Gaining control over crystallization of metal halide perovskite (MHP) under ambient conditions would be beneficial for achieving reliable and scalable production of halide perovskite solar cells. Antisolvent-free deposition offers excellent compatibility with industrial-scale manufacturing but introduces fundamentally different crystallization dynamics compared to antisolvent methods, arising from altered interactions during processing. Through in situ wide-angle X-ray scattering, we elucidate the synergistic roles of oxygen and relative humidity (RH) in directing polytype evolution during ambient synthesis of perovskite films. In an N₂ (inert) atmosphere, crystallization proceeds via the relatively direct polytype transformation 2H→3C. Contrarily, crystallization in dry air (RH 0%) is dominated by oxygen-stabilized 4H intermediates, resulting in an alternative 2H → 4H→3C pathway.
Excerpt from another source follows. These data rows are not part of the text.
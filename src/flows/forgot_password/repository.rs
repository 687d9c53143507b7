use std::rc::Rc;

use crate::api::{ApiClient, ApiError, RedirectReply};

#[derive(Clone)]
pub struct ForgotPasswordRepository {
    client: Rc<ApiClient>,
}

impl ForgotPasswordRepository {
    pub fn new_with_client(client: Rc<ApiClient>) -> Self {
        Self { client }
    }

    pub async fn send_code(&self, email: &str) -> Result<(), ApiError> {
        self.client.forgot_send_code(email).await
    }

    pub async fn verify(&self, email: &str, code: &str) -> Result<RedirectReply, ApiError> {
        self.client.forgot_verify(email, code).await
    }
}
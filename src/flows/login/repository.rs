use std::rc::Rc;

use crate::api::{ApiClient, ApiError, LoginReply, RedirectReply};

#[derive(Clone)]
pub struct LoginRepository {
    client: Rc<ApiClient>,
}

impl LoginRepository {
    pub fn new_with_client(client: Rc<ApiClient>) -> Self {
        Self { client }
    }

    pub async fn login(&self, email: &str, password: &str) -> Result<LoginReply, ApiError> {
        self.client.login(email, password).await
    }

    pub async fn second_factor(&self, email: &str, code: &str) -> Result<RedirectReply, ApiError> {
        self.client.login_2fa(email, code).await
    }

    pub async fn resend_second_factor(&self, email: &str) -> Result<(), ApiError> {
        self.client.login_2fa_resend(email).await
    }
}
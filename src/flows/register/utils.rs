use rust_i18n::t;

use crate::password;

/// Snapshot of the registration form at submit time.
#[derive(Debug, Clone, Default)]
pub struct RegistrationForm {
    pub first_name: String,
    pub last_name: String,
    pub email: String,
    pub phone: String,
    pub password: String,
    pub terms_accepted: bool,
}

impl RegistrationForm {
    /// Empty phone means "not provided", not an empty string on the wire.
    pub fn phone_value(&self) -> Option<String> {
        let phone = self.phone.trim();
        if phone.is_empty() {
            None
        } else {
            Some(phone.to_string())
        }
    }
}

/// Check the whole form and report every problem at once.
pub fn validate_registration(form: &RegistrationForm) -> Result<(), Vec<String>> {
    let mut problems = Vec::new();
    if form.first_name.trim().is_empty() {
        problems.push(t!("first_name_required").to_string());
    }
    if form.last_name.trim().is_empty() {
        problems.push(t!("last_name_required").to_string());
    }
    if form.email.trim().is_empty() {
        problems.push(t!("email_required").to_string());
    }
    problems.extend(password::policy_errors(&form.password));
    if !form.terms_accepted {
        problems.push(t!("terms_required").to_string());
    }
    if problems.is_empty() {
        Ok(())
    } else {
        Err(problems)
    }
}
mod repository;
mod utils;
mod view_model;

pub use repository::LoginRepository;
pub use utils::{validate_credentials, LoginForm};
pub use view_model::{LoginBinding, LoginViewModel};
//! Host-test doubles: a hand-driven scheduler standing in for browser
//! timers, and a view adapter that records everything the core tells it.

use std::cell::RefCell;
use std::collections::HashMap;
use std::rc::{Rc, Weak};

use crate::cooldown::Scheduler;
use crate::flow::VerificationStep;
use crate::view::{ControlId, FlowId, FlowView};

type Callback = Rc<RefCell<Box<dyn FnMut()>>>;

struct Timer {
    due_ms: f64,
    period_ms: Option<f64>,
    callback: Callback,
}

#[derive(Default)]
struct SchedulerState {
    now_ms: f64,
    next_id: u64,
    timers: HashMap<u64, Timer>,
}

/// Deterministic scheduler: time moves only through [`advance_ms`], firing
/// due callbacks in timestamp order along the way.
///
/// [`advance_ms`]: ManualScheduler::advance_ms
#[derive(Clone, Default)]
pub struct ManualScheduler {
    state: Rc<RefCell<SchedulerState>>,
}

pub struct ManualHandle {
    id: u64,
    state: Weak<RefCell<SchedulerState>>,
}

impl Drop for ManualHandle {
    fn drop(&mut self) {
        if let Some(state) = self.state.upgrade() {
            state.borrow_mut().timers.remove(&self.id);
        }
    }
}

impl ManualScheduler {
    pub fn new() -> Self {
        Self::default()
    }

    fn register(&self, due_ms: f64, period_ms: Option<f64>, callback: Callback) -> ManualHandle {
        let mut state = self.state.borrow_mut();
        let id = state.next_id;
        state.next_id += 1;
        state.timers.insert(
            id,
            Timer {
                due_ms,
                period_ms,
                callback,
            },
        );
        ManualHandle {
            id,
            state: Rc::downgrade(&self.state),
        }
    }

    pub fn advance_secs(&self, secs: u64) {
        self.advance_ms(secs as f64 * 1000.0);
    }

    pub fn advance_ms(&self, ms: f64) {
        let target = self.state.borrow().now_ms + ms;
        loop {
            // Earliest timer due within the window; ties break by creation
            // order so interleavings are reproducible.
            let next = {
                let state = self.state.borrow();
                state
                    .timers
                    .iter()
                    .filter(|(_, timer)| timer.due_ms <= target)
                    .min_by(|(a_id, a), (b_id, b)| {
                        a.due_ms
                            .partial_cmp(&b.due_ms)
                            .expect("timer deadlines are finite")
                            .then(a_id.cmp(b_id))
                    })
                    .map(|(id, timer)| (*id, timer.due_ms, timer.period_ms, timer.callback.clone()))
            };
            let Some((id, due_ms, period_ms, callback)) = next else {
                break;
            };
            {
                let mut state = self.state.borrow_mut();
                state.now_ms = state.now_ms.max(due_ms);
                match period_ms {
                    Some(period) => {
                        if let Some(timer) = state.timers.get_mut(&id) {
                            timer.due_ms = due_ms + period;
                        }
                    }
                    None => {
                        state.timers.remove(&id);
                    }
                }
            }
            // Run outside the borrow: the callback may start or cancel timers.
            (callback.borrow_mut())();
        }
        self.state.borrow_mut().now_ms = target;
    }
}

impl Scheduler for ManualScheduler {
    type Handle = ManualHandle;

    fn now_ms(&self) -> f64 {
        self.state.borrow().now_ms
    }

    fn interval(&self, period_ms: u32, callback: Box<dyn FnMut()>) -> Self::Handle {
        let due = self.now_ms() + f64::from(period_ms);
        self.register(
            due,
            Some(f64::from(period_ms)),
            Rc::new(RefCell::new(callback)),
        )
    }

    fn timeout(&self, delay_ms: u32, callback: Box<dyn FnOnce()>) -> Self::Handle {
        let due = self.now_ms() + f64::from(delay_ms);
        let mut once = Some(callback);
        self.register(
            due,
            None,
            Rc::new(RefCell::new(Box::new(move || {
                if let Some(callback) = once.take() {
                    callback();
                }
            }))),
        )
    }
}

#[derive(Default)]
struct ViewState {
    steps: HashMap<FlowId, VerificationStep>,
    field_errors: HashMap<(FlowId, String), Option<String>>,
    labels: HashMap<ControlId, String>,
    enabled: HashMap<ControlId, bool>,
    enable_log: Vec<(ControlId, bool)>,
    navigations: Vec<String>,
}

/// Records every render instruction for later assertion.
#[derive(Default)]
pub struct RecordingView {
    state: RefCell<ViewState>,
}

impl RecordingView {
    pub fn step(&self, flow: FlowId) -> Option<VerificationStep> {
        self.state.borrow().steps.get(&flow).copied()
    }

    pub fn field_error(&self, flow: FlowId, field: &str) -> Option<String> {
        self.state
            .borrow()
            .field_errors
            .get(&(flow, field.to_string()))
            .cloned()
            .flatten()
    }

    /// Shorthand for the shared per-flow message area.
    pub fn message(&self, flow: FlowId) -> Option<String> {
        self.field_error(flow, "message")
    }

    pub fn label(&self, control: &ControlId) -> Option<String> {
        self.state.borrow().labels.get(control).cloned()
    }

    pub fn enabled(&self, control: &ControlId) -> Option<bool> {
        self.state.borrow().enabled.get(control).copied()
    }

    /// Enable/disable history for one control.
    pub fn enable_events(&self, control: &ControlId) -> Vec<bool> {
        self.state
            .borrow()
            .enable_log
            .iter()
            .filter(|(id, _)| id == control)
            .map(|(_, enabled)| *enabled)
            .collect()
    }

    pub fn navigations(&self) -> Vec<String> {
        self.state.borrow().navigations.clone()
    }

    pub fn last_navigation(&self) -> Option<String> {
        self.state.borrow().navigations.last().cloned()
    }
}

impl FlowView for RecordingView {
    fn render_step(&self, flow: FlowId, step: VerificationStep) {
        self.state.borrow_mut().steps.insert(flow, step);
    }

    fn set_field_error(&self, flow: FlowId, field: &str, message: Option<&str>) {
        self.state
            .borrow_mut()
            .field_errors
            .insert((flow, field.to_string()), message.map(str::to_string));
    }

    fn set_control_enabled(&self, control: &ControlId, enabled: bool) {
        let mut state = self.state.borrow_mut();
        state.enabled.insert(control.clone(), enabled);
        state.enable_log.push((control.clone(), enabled));
    }

    fn set_control_label(&self, control: &ControlId, label: &str) {
        self.state
            .borrow_mut()
            .labels
            .insert(control.clone(), label.to_string());
    }

    fn navigate_to(&self, url: &str) {
        self.state.borrow_mut().navigations.push(url.to_string());
    }
}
Introduction of moisture (RH 10%) minimizes the presence of 4H intermediates, reduces the temperature required for 3C phase emergence, and closely mirrors inert crystallization behavior 2H→3C. Solar cells fabricated under RH 10% conditions exhibited superior efficiency and operational stability compared to inert ones. Higher humidity (RH 40%) disrupted the balance and allowed the dominance of higher-order polytypes 4H/6H. These findings highlight controlled humidity as a critical parameter for enabling scalable ambient perovskite manufacturing.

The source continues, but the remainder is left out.